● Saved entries
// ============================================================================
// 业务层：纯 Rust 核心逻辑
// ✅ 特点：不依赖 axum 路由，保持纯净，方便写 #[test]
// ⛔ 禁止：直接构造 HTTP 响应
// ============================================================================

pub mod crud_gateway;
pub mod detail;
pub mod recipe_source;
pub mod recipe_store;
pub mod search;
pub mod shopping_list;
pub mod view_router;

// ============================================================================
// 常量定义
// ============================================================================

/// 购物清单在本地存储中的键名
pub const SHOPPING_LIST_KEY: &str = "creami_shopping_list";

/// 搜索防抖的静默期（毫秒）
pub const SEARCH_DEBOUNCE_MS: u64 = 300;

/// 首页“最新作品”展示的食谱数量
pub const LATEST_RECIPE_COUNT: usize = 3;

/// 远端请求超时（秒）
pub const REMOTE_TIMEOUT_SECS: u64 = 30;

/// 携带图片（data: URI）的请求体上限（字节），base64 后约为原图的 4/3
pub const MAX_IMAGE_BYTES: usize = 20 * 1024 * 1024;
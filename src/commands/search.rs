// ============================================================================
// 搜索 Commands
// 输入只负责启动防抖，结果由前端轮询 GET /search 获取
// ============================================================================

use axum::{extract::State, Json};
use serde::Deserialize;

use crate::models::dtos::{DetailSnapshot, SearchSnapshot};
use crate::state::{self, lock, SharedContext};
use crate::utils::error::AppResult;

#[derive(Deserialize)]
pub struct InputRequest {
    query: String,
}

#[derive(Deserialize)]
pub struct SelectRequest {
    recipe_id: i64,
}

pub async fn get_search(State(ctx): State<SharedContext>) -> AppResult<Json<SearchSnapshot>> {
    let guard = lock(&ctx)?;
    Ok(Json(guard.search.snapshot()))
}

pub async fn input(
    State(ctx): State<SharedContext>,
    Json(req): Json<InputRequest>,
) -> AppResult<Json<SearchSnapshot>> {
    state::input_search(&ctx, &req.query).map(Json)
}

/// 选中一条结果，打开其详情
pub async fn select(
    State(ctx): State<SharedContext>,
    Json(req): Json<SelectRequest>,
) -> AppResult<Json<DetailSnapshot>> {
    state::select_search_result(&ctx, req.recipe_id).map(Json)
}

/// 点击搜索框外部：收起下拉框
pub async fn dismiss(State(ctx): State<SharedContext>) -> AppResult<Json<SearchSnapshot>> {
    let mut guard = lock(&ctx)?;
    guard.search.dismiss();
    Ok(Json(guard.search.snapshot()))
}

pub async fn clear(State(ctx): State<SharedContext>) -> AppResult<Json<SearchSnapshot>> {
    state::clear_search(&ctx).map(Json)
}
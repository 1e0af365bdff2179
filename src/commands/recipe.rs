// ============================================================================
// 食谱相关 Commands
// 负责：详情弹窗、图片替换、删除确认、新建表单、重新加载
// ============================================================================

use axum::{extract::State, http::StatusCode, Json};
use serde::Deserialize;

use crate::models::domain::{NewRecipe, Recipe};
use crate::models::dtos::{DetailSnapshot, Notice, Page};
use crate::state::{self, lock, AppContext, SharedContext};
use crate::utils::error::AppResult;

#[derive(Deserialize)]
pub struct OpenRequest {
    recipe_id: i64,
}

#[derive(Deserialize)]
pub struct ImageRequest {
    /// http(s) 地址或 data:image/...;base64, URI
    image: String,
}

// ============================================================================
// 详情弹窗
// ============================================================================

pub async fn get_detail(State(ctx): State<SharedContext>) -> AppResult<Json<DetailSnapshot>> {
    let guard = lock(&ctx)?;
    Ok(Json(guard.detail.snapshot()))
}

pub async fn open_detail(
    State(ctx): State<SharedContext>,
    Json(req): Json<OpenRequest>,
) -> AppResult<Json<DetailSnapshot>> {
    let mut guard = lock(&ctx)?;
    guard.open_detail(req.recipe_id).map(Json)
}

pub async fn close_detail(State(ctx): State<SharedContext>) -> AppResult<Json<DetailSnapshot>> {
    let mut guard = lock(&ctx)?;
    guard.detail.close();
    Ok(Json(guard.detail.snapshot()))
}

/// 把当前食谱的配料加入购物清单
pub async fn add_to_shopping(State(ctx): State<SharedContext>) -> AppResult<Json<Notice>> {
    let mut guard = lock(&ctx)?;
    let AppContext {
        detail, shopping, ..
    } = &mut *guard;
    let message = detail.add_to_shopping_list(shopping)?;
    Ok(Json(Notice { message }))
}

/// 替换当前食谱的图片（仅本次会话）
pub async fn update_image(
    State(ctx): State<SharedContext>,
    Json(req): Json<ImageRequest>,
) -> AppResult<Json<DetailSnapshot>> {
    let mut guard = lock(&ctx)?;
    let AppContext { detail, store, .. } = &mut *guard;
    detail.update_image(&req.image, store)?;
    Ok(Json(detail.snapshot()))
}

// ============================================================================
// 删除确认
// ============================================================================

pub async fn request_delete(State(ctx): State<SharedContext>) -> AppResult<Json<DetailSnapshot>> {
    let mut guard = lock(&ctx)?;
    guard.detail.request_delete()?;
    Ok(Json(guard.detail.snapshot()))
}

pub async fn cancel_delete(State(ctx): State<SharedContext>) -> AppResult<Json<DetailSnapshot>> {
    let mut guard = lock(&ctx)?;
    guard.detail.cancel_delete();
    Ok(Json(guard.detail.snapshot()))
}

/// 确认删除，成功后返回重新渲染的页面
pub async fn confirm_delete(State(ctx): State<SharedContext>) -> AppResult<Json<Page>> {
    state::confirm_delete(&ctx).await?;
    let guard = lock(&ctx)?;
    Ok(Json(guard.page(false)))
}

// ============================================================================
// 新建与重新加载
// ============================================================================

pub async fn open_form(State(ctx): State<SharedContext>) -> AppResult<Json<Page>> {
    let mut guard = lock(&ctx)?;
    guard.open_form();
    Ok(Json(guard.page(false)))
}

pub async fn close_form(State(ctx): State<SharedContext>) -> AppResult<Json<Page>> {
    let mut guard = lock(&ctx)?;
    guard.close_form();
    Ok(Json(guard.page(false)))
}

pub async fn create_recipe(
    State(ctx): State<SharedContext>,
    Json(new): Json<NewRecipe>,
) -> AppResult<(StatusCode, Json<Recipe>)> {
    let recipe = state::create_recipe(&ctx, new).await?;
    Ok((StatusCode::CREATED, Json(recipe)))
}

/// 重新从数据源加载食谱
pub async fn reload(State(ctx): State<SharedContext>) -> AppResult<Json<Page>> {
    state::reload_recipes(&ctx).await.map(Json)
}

● TASK DIRECTIONS
Please return every line of the records that contains the word "crate".

● TASK OUTPUT
use crate::models::dtos::{DetailSnapshot, SearchSnapshot};
use crate::state::{self, lock, SharedContext};
use crate::utils::error::AppResult;
use crate::models::domain::{NewRecipe, Recipe};
use crate::models::dtos::{DetailSnapshot, Notice, Page};
use crate::state::{self, lock, AppContext, SharedContext};
use crate::utils::error::AppResult;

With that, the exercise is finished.